■ **WHAT THE EXERCISE ASKS**
Look through the listing below and write out exactly the lines from the line with "fn load(&mut self, res: u16)" to the line with "fn walk_to(&mut self, actor: u8, x: i16, y: i16)", both included, and no others.

■ **DATA FOR THE TASK**
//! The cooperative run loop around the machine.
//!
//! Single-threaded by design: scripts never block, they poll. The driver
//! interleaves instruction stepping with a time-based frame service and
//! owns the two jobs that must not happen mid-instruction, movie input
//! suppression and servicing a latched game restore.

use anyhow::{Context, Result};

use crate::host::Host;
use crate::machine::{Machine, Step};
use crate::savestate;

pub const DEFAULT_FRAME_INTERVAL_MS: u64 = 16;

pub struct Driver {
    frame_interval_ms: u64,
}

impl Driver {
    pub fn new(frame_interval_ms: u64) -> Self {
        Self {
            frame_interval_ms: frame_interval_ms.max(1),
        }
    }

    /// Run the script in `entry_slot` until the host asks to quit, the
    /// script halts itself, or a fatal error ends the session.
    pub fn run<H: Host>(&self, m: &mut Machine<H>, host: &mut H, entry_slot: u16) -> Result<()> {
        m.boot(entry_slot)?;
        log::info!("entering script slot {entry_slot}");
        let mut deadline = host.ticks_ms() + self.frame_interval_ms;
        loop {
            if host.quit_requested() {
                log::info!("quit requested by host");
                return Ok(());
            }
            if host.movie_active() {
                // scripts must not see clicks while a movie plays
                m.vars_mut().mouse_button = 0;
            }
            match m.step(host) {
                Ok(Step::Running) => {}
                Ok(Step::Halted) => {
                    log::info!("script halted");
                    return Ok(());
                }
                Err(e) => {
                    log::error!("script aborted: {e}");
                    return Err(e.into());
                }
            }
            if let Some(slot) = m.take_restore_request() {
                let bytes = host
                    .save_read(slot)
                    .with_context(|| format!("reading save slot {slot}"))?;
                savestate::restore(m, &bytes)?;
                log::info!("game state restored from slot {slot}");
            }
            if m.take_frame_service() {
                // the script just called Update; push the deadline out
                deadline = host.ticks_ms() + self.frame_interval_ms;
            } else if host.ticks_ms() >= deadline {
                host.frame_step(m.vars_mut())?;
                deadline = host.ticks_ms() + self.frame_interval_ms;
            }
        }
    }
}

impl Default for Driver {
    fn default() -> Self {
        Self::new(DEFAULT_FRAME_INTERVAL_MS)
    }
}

---

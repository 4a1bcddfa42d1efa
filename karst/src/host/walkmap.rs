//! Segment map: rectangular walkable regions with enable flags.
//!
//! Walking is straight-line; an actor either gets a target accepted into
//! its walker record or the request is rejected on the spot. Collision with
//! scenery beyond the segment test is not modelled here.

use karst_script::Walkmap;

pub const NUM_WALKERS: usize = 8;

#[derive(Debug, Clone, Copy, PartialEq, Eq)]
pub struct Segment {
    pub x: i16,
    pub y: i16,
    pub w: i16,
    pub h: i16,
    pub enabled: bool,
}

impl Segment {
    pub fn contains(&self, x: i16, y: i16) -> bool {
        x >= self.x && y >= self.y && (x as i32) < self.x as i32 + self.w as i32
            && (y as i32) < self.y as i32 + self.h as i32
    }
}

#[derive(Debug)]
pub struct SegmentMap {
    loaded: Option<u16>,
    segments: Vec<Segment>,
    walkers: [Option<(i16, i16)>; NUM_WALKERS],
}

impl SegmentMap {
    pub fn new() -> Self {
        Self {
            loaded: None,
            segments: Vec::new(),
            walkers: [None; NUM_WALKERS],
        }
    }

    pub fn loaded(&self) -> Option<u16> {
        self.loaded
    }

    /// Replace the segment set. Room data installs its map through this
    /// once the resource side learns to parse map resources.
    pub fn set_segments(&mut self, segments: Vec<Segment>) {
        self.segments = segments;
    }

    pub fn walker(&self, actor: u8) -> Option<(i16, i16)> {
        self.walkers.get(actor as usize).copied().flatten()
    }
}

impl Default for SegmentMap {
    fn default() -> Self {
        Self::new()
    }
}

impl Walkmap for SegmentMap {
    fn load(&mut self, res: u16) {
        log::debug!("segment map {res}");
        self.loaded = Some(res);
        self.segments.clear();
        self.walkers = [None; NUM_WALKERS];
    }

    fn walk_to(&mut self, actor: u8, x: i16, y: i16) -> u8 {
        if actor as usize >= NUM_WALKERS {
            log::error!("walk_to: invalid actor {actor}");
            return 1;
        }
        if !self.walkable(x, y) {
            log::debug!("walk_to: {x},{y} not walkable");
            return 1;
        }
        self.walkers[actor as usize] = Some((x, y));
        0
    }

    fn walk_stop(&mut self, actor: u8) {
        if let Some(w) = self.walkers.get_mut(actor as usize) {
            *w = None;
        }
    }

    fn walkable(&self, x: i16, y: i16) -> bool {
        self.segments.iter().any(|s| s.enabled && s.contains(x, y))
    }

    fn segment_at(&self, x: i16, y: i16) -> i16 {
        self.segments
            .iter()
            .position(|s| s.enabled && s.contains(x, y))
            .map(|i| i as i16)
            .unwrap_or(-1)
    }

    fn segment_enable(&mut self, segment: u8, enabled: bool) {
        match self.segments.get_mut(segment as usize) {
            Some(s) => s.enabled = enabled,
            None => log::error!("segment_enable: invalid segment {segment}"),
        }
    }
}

■ **YOUR SOLUTION**
    fn load(&mut self, res: u16) {
        log::debug!("segment map {res}");
        self.loaded = Some(res);
        self.segments.clear();
        self.walkers = [None; NUM_WALKERS];
    }

    fn walk_to(&mut self, actor: u8, x: i16, y: i16) -> u8 {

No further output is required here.